Extracted information:

//! Picker trigger: the entry point hosts use to request the overlay.
//!
//! Concurrency policy is switch/exhaust: while an accepted open request is
//! unresolved, further `open` calls are dropped — not queued, not
//! cancelled, not an error. Eligibility returns once the close
//! notification has been observed by [`PickerTrigger::poll_closed`].

use tokio::sync::mpsc;
use tracing::{debug, warn};

use crate::dialog::{DialogConfig, DialogHandle, DialogPoll, DialogRequest, DialogService};
use crate::wallet::{Wallet, WalletName};

/// Style-class token always forwarded to the dialog service, ahead of any
/// host-supplied tokens.
pub const BASE_PANEL_CLASS: &str = "wallet-picker";

/// Opens the selection overlay and routes its result to the host.
///
/// Owns the `is_open` flag exclusively; the overlay never touches trigger
/// state and reports back only through its dialog handle.
#[derive(Debug)]
pub struct PickerTrigger<S> {
    service: S,
    selections: mpsc::UnboundedSender<WalletName>,
    panel_class: Vec<String>,
    is_open: bool,
    pending: Option<DialogHandle>,
}

impl<S: DialogService> PickerTrigger<S> {
    pub fn new(service: S, selections: mpsc::UnboundedSender<WalletName>) -> Self {
        Self::with_panel_class(service, selections, Vec::new())
    }

    /// `panel_class` tokens are forwarded verbatim after [`BASE_PANEL_CLASS`].
    pub fn with_panel_class(
        service: S,
        selections: mpsc::UnboundedSender<WalletName>,
        panel_class: Vec<String>,
    ) -> Self {
        Self {
            service,
            selections,
            panel_class,
            is_open: false,
            pending: None,
        }
    }

    /// Asks the dialog service to display the picker for `wallets`.
    ///
    /// Dropped while a previous request is still open.
    pub fn open(&mut self, wallets: Vec<Wallet>) {
        if self.is_open {
            debug!("picker already open, dropping open request");
            return;
        }

        self.is_open = true;
        let request = DialogRequest {
            wallets,
            config: DialogConfig {
                panel_class: self.full_panel_class(),
                ..DialogConfig::default()
            },
        };
        self.pending = Some(self.service.open_overlay(request));
    }

    /// Drains the close notification, if any. Call once per event-loop tick.
    ///
    /// On a present result the selection is forwarded to the host channel,
    /// then `is_open` resets; a dismissal only resets `is_open`.
    pub fn poll_closed(&mut self) {
        let Some(handle) = self.pending.as_mut() else {
            return;
        };

        match handle.poll() {
            DialogPoll::Open => {}
            DialogPoll::Closed(result) => {
                self.pending = None;
                if let Some(name) = result
                    && self.selections.send(name).is_err()
                {
                    warn!("selection receiver dropped, discarding pick");
                }
                self.is_open = false;
            }
        }
    }

    /// Whether an accepted open request is still unresolved.
    pub fn is_open(&self) -> bool {
        self.is_open
    }

    fn full_panel_class(&self) -> Vec<String> {
        let mut class = Vec::with_capacity(self.panel_class.len() + 1);
        class.push(BASE_PANEL_CLASS.to_string());
        class.extend(self.panel_class.iter().cloned());
        class
    }
}
use std::io::Write;

use assert_cmd::cargo::cargo_bin_cmd;
use predicates::prelude::*;

fn wallet_file(json: &str) -> tempfile::NamedTempFile {
    let mut file = tempfile::NamedTempFile::new().expect("create temp wallet file");
    file.write_all(json.as_bytes()).expect("write wallet file");
    file
}

#[test]
fn test_list_partitions_a_wallet_file() {
    let file = wallet_file(
        r#"[
            {"name": "Phantom", "readyState": "Installed", "icon": "👻"},
            {"name": "Ledger", "readyState": "NotDetected"},
            {"name": "Solflare", "readyState": "Loadable"}
        ]"#,
    );

    cargo_bin_cmd!("solpick")
        .args(["list", "--wallets"])
        .arg(file.path())
        .assert()
        .success()
        .stdout(predicate::str::contains("installed:\n  Phantom"))
        .stdout(predicate::str::contains(
            "other:\n  Solflare (loadable)\n  Ledger (not detected)",
        ))
        .stdout(predicate::str::contains("recommended: Phantom"));
}

#[test]
fn test_list_with_nothing_installed_recommends_by_name() {
    let file = wallet_file(
        r#"[
            {"name": "Torus", "readyState": "NotDetected"},
            {"name": "Phantom", "readyState": "NotDetected"}
        ]"#,
    );

    cargo_bin_cmd!("solpick")
        .args(["list", "--wallets"])
        .arg(file.path())
        .assert()
        .success()
        .stdout(predicate::str::contains("installed: (none)"))
        .stdout(predicate::str::contains("recommended: Phantom"));
}

#[test]
fn test_list_empty_file_has_no_recommendation() {
    let file = wallet_file("[]");

    cargo_bin_cmd!("solpick")
        .args(["list", "--wallets"])
        .arg(file.path())
        .assert()
        .success()
        .stdout(predicate::str::contains("installed: (none)"))
        .stdout(predicate::str::contains("other: (none)"))
        .stdout(predicate::str::contains("recommended: (none)"));
}

#[test]
fn test_list_uses_builtin_sample_without_a_file() {
    cargo_bin_cmd!("solpick")
        .arg("list")
        .assert()
        .success()
        .stdout(predicate::str::contains("recommended: Phantom"));
}

#[test]
fn test_invalid_wallet_file_fails_with_context() {
    let file = wallet_file("{ not json ]");

    cargo_bin_cmd!("solpick")
        .args(["list", "--wallets"])
        .arg(file.path())
        .assert()
        .failure()
        .stderr(predicate::str::contains("Invalid wallet list"));
}

#[test]
fn test_missing_wallet_file_fails_with_context() {
    cargo_bin_cmd!("solpick")
        .args(["list", "--wallets", "/nonexistent/wallets.json"])
        .assert()
        .failure()
        .stderr(predicate::str::contains("Failed to read wallet list"));
}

What you should do: In the entries above, how many lines include the word "still"? Only the number should be given.

Task response: 2